● Work to be completed:
Which lines in the data below contain the word "MoveRecord"? Return each of them.

━━━━━ Recorded data ━━━━━

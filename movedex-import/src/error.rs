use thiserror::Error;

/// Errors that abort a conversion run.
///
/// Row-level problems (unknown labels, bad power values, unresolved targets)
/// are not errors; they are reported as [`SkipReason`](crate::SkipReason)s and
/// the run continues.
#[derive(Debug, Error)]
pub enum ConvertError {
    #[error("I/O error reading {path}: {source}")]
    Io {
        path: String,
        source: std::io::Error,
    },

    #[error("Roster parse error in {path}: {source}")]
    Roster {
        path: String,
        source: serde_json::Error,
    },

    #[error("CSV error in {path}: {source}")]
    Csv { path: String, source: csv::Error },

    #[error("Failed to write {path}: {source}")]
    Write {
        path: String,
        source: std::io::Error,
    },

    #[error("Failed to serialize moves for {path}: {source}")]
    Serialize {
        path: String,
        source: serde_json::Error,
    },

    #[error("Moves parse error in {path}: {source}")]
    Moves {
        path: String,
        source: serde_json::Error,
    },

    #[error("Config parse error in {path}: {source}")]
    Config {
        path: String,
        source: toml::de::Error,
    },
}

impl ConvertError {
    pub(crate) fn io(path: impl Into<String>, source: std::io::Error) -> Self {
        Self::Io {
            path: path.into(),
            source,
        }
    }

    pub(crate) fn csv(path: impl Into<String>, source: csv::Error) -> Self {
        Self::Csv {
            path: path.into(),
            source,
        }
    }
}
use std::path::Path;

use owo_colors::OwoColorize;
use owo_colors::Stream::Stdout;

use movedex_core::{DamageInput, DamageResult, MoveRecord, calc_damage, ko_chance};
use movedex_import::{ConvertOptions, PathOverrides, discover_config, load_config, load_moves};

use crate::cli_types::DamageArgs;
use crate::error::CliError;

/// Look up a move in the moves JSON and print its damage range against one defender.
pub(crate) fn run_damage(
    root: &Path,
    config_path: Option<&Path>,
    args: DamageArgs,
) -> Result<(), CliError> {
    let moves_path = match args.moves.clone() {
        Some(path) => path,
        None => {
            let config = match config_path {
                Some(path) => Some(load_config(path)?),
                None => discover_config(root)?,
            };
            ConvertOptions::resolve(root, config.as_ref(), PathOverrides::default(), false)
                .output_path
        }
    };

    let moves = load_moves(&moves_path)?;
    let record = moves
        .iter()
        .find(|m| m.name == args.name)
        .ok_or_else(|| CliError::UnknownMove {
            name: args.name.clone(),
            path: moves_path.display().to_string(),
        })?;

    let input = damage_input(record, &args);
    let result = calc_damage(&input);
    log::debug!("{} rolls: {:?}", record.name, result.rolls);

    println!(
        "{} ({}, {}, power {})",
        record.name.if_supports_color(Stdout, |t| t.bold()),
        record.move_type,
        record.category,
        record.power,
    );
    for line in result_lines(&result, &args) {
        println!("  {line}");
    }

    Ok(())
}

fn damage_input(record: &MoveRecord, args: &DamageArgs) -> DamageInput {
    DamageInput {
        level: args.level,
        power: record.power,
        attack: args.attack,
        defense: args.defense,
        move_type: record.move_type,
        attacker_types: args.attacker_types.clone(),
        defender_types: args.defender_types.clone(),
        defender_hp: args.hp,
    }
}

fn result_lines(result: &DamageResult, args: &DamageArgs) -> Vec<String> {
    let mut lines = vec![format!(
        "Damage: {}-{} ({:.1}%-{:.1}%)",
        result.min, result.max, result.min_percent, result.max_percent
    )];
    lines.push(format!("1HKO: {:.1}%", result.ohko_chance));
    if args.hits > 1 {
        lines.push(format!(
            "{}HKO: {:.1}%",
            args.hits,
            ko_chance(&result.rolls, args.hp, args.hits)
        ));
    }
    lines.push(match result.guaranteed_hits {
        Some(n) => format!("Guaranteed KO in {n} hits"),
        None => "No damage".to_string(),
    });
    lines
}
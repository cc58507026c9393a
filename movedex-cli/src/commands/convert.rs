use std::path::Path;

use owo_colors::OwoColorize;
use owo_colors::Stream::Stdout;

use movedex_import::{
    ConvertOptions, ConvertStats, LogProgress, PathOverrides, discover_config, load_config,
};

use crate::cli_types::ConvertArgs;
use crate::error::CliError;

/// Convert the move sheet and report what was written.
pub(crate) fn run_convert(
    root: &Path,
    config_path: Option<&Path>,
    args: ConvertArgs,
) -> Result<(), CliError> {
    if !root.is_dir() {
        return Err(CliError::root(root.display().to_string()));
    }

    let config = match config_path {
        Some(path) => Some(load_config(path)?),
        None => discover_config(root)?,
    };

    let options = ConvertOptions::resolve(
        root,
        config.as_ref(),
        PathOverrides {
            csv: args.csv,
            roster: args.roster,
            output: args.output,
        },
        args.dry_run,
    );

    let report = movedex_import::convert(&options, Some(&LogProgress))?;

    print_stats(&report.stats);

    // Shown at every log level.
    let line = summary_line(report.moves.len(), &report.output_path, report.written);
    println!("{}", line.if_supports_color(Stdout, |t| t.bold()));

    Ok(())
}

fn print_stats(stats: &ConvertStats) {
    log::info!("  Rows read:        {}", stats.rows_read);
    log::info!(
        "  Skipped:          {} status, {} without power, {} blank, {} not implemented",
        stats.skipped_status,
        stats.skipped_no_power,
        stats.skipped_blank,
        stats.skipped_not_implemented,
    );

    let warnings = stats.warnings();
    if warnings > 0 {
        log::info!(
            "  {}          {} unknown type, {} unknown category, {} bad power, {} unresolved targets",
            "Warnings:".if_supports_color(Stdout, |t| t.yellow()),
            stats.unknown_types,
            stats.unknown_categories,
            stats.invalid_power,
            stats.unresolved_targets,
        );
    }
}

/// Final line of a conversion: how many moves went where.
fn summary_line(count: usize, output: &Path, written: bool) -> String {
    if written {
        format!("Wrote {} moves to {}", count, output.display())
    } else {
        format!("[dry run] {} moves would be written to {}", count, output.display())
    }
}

━━━━━

● Solution to this problem:
use movedex_core::{DamageInput, DamageResult, MoveRecord, calc_damage, ko_chance};
fn damage_input(record: &MoveRecord, args: &DamageArgs) -> DamageInput {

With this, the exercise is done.